After a lot of back-and-forth with her GP, inconclusive hormone tests and her own research, she was finally diagnosed with perimenopause - a phase that can last up to 10 years and cause hot flushes, night sweats and mood swings, which comes before the menopause.

image captionMiss Barclay had been training for triathlons when her symptoms started

Realising that so little was known and understood about perimenopause, she wanted to help others and the Perimenopause Hub was born - an online support service where women all over the world can find out more about symptoms and get support.
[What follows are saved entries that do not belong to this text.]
use regex::Regex;

use crate::models::{Category, TransactionType};

use Category::*;
use MatchType::{Contains, Regex as Re, StartsWith};

#[derive(Debug, Clone, Copy, PartialEq, Eq)]
pub enum MatchType {
    Contains,
    StartsWith,
    Regex,
}

pub struct Rule {
    pub pattern: &'static str,
    pub match_type: MatchType,
    pub category: Category,
    /// Restrict the rule to one side of the ledger.
    pub applies_to: Option<TransactionType>,
}

const fn rule(
    pattern: &'static str,
    match_type: MatchType,
    category: Category,
    applies_to: Option<TransactionType>,
) -> Rule {
    Rule {
        pattern,
        match_type,
        category,
        applies_to,
    }
}

const INCOME: Option<TransactionType> = Some(TransactionType::Income);
const EXPENSE: Option<TransactionType> = Some(TransactionType::Expense);

// First match wins, so more specific patterns come first.
pub const DEFAULT_RULES: &[Rule] = &[
    // Income
    rule("PAYROLL", Contains, Salary, INCOME),
    rule("SALARY", Contains, Salary, INCOME),
    rule(r"DIRECT\s*DEP", Re, Salary, INCOME),
    rule("DIVIDEND", Contains, Investments, INCOME),
    rule("INTEREST", Contains, Investments, INCOME),
    rule("BROKERAGE", Contains, Investments, INCOME),
    // Expenses
    rule("UBER EATS", Contains, Food, EXPENSE),
    rule("DOORDASH", Contains, Food, EXPENSE),
    rule("GRUBHUB", Contains, Food, EXPENSE),
    rule("WHOLE FOODS", Contains, Groceries, EXPENSE),
    rule("TRADER JOE", Contains, Groceries, EXPENSE),
    rule("KROGER", Contains, Groceries, EXPENSE),
    rule("SAFEWAY", Contains, Groceries, EXPENSE),
    rule("ALDI", StartsWith, Groceries, EXPENSE),
    rule("GROCER", Contains, Groceries, EXPENSE),
    rule("SUPERMARKET", Contains, Groceries, EXPENSE),
    rule("STARBUCKS", Contains, Food, EXPENSE),
    rule("MCDONALD", Contains, Food, EXPENSE),
    rule("RESTAURANT", Contains, Food, EXPENSE),
    rule("CAFE", Contains, Food, EXPENSE),
    rule("COFFEE", Contains, Food, EXPENSE),
    rule("PIZZA", Contains, Food, EXPENSE),
    rule("AIRLINE", Contains, Travel, EXPENSE),
    rule("AIRBNB", Contains, Travel, EXPENSE),
    rule("HOTEL", Contains, Travel, EXPENSE),
    rule("MARRIOTT", Contains, Travel, EXPENSE),
    rule("EXPEDIA", Contains, Travel, EXPENSE),
    rule("UBER", Contains, Transport, EXPENSE),
    rule("LYFT", Contains, Transport, EXPENSE),
    rule("SHELL", StartsWith, Transport, EXPENSE),
    rule("CHEVRON", Contains, Transport, EXPENSE),
    rule("EXXON", Contains, Transport, EXPENSE),
    rule("PARKING", Contains, Transport, EXPENSE),
    rule("TRANSIT", Contains, Transport, EXPENSE),
    rule("FUEL", Contains, Transport, EXPENSE),
    rule("NETFLIX", Contains, Entertainment, EXPENSE),
    rule("SPOTIFY", Contains, Entertainment, EXPENSE),
    rule("HULU", Contains, Entertainment, EXPENSE),
    rule("CINEMA", Contains, Entertainment, EXPENSE),
    rule("STEAM", StartsWith, Entertainment, EXPENSE),
    rule("PHARMACY", Contains, Health, EXPENSE),
    rule("CVS", StartsWith, Health, EXPENSE),
    rule("WALGREENS", Contains, Health, EXPENSE),
    rule("DENTAL", Contains, Health, EXPENSE),
    rule("CLINIC", Contains, Health, EXPENSE),
    rule("HOSPITAL", Contains, Health, EXPENSE),
    rule("GYM", Contains, Health, EXPENSE),
    rule("TUITION", Contains, Education, EXPENSE),
    rule("UDEMY", Contains, Education, EXPENSE),
    rule("COURSERA", Contains, Education, EXPENSE),
    rule("UNIVERSITY", Contains, Education, EXPENSE),
    rule("BOOKSTORE", Contains, Education, EXPENSE),
    rule(r"\bRENT\b", Re, Rent, EXPENSE),
    rule("LANDLORD", Contains, Rent, EXPENSE),
    rule("PROPERTY MGMT", Contains, Rent, EXPENSE),
    rule("ELECTRIC", Contains, BillsAndUtilities, EXPENSE),
    rule("UTILIT", Contains, BillsAndUtilities, EXPENSE),
    rule("COMCAST", Contains, BillsAndUtilities, EXPENSE),
    rule("VERIZON", Contains, BillsAndUtilities, EXPENSE),
    rule("AT&T", Contains, BillsAndUtilities, EXPENSE),
    rule("WATER", Contains, BillsAndUtilities, EXPENSE),
    rule("INSURANCE", Contains, BillsAndUtilities, EXPENSE),
    rule("AMAZON", Contains, Shopping, EXPENSE),
    rule("TARGET", Contains, Shopping, EXPENSE),
    rule("WALMART", Contains, Shopping, EXPENSE),
    rule("BEST BUY", Contains, Shopping, EXPENSE),
    rule("EBAY", Contains, Shopping, EXPENSE),
    rule("ROBINHOOD", Contains, Investments, EXPENSE),
    rule("VANGUARD", Contains, Investments, EXPENSE),
];

fn matches(description: &str, pattern: &str, match_type: MatchType) -> bool {
    let desc_upper = description.to_uppercase();
    let pat_upper = pattern.to_uppercase();
    match match_type {
        MatchType::Contains => desc_upper.contains(&pat_upper),
        MatchType::StartsWith => desc_upper.starts_with(&pat_upper),
        MatchType::Regex => Regex::new(&format!("(?i){pattern}"))
            .map(|re| re.is_match(description))
            .unwrap_or(false),
    }
}

/// Pick a category for a statement line. Falls back to `Other`.
pub fn categorize(description: &str, kind: TransactionType) -> Category {
    categorize_with(DEFAULT_RULES, description, kind)
}

pub fn categorize_with(rules: &[Rule], description: &str, kind: TransactionType) -> Category {
    rules
        .iter()
        .filter(|r| r.applies_to.map_or(true, |k| k == kind))
        .find(|r| matches(description, r.pattern, r.match_type))
        .map(|r| r.category)
        .unwrap_or(Category::Other)
}

#[cfg(test)]
mod tests {
    use super::*;

    #[test]
    fn test_contains_rule() {
        assert_eq!(categorize("ADOBE * NETFLIX.COM", TransactionType::Expense), Entertainment);
        assert_eq!(categorize("Whole Foods Market #123", TransactionType::Expense), Groceries);
    }

    #[test]
    fn test_specific_pattern_beats_general() {
        assert_eq!(categorize("UBER EATS ORDER", TransactionType::Expense), Food);
        assert_eq!(categorize("UBER TRIP 8812", TransactionType::Expense), Transport);
    }

    #[test]
    fn test_starts_with_rule() {
        assert_eq!(categorize("SHELL OIL 5541", TransactionType::Expense), Transport);
        assert_eq!(categorize("SEASHELL GIFTS", TransactionType::Expense), Other);
    }

    #[test]
    fn test_regex_rule() {
        assert_eq!(categorize("ACME CORP DIRECT DEP", TransactionType::Income), Salary);
        assert_eq!(categorize("Monthly rent payment", TransactionType::Expense), Rent);
        assert_eq!(categorize("PARENT TEACHER ASSOC", TransactionType::Expense), Other);
    }

    #[test]
    fn test_rules_respect_transaction_type() {
        assert_eq!(categorize("ACME PAYROLL", TransactionType::Income), Salary);
        assert_eq!(categorize("ACME PAYROLL", TransactionType::Expense), Other);
        assert_eq!(categorize("INTEREST PAID", TransactionType::Income), Investments);
    }

    #[test]
    fn test_unmatched_falls_back_to_other() {
        assert_eq!(categorize("RANDOM VENDOR XYZ", TransactionType::Expense), Other);
        assert_eq!(categorize("VENMO FROM JO", TransactionType::Income), Other);
    }

    #[test]
    fn test_custom_rules() {
        let rules = [rule("GUITAR", Contains, Entertainment, None)];
        assert_eq!(categorize_with(&rules, "Guitar Center", TransactionType::Expense), Entertainment);
        assert_eq!(categorize_with(&rules, "Whole Foods", TransactionType::Expense), Other);
    }
}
Miss Barclay said it was "crazy" how much the Facebook group had grown, with members from countries including the US, Canada, France, South Africa, Australia and the Philippines.

What is perimenopause?

  • The time from when a woman first starts to develop the physiological changes associated with menopause, to 12 months after her last period
  • The average age of menopause in the UK is 51 - perimenopause usually starts between two and eight years before this but can start even earlier
  • Symptoms can include hot flushes, night sweats, anxiety, low mood, poor concentration, low libido, headaches, a crawling-skin sensation and changes in menstrual cycle
  • For most women diagnosis should be based on symptoms. Hormone blood tests can be misleading as hormones fluctuate significantly during this time
  • The most effective treatment is hormone replacement therapy (HRT)
  • Other treatment includes cognitive behavioural therapy, acupuncture, antidepressants, and the anti-epileptic drug gabapentin
  • Herbal options include black cohosh, ginseng, evening primrose oil and sage

Source: Dr Susanna Unsworth from Cambridge Women's Health

Over the past year, Miss Barclay has also set up an online course, worked on writing a book based on her experience and launched a corporate menopause business to help raise awareness in the workplace.

"Women's health is being taken seriously and people want to talk about it," she said.

"Little by little we are breaking down the taboos about it."

She said she was "proud" to have created something that helped others, but that it also "breaks my heart that so many people need it".

"It saddens me that that many people are not finding the help they need," she added.

image copyrightHolger Borggrefe
image captionFiona Weaver, 42, said the Perimenopause Hub Facebook group was a "wonderful community"

Fiona Weaver, who has been a member of the group for about a year, said joining was "one of the best things I've done in my life".

The 42-year-old from Preston, who now lives in Nuremberg, Germany, said she had not been "feeling myself" and when she came across the Perimenopause Hub thought "this is me".

"It's a wonderful community of women supporting each other," she said.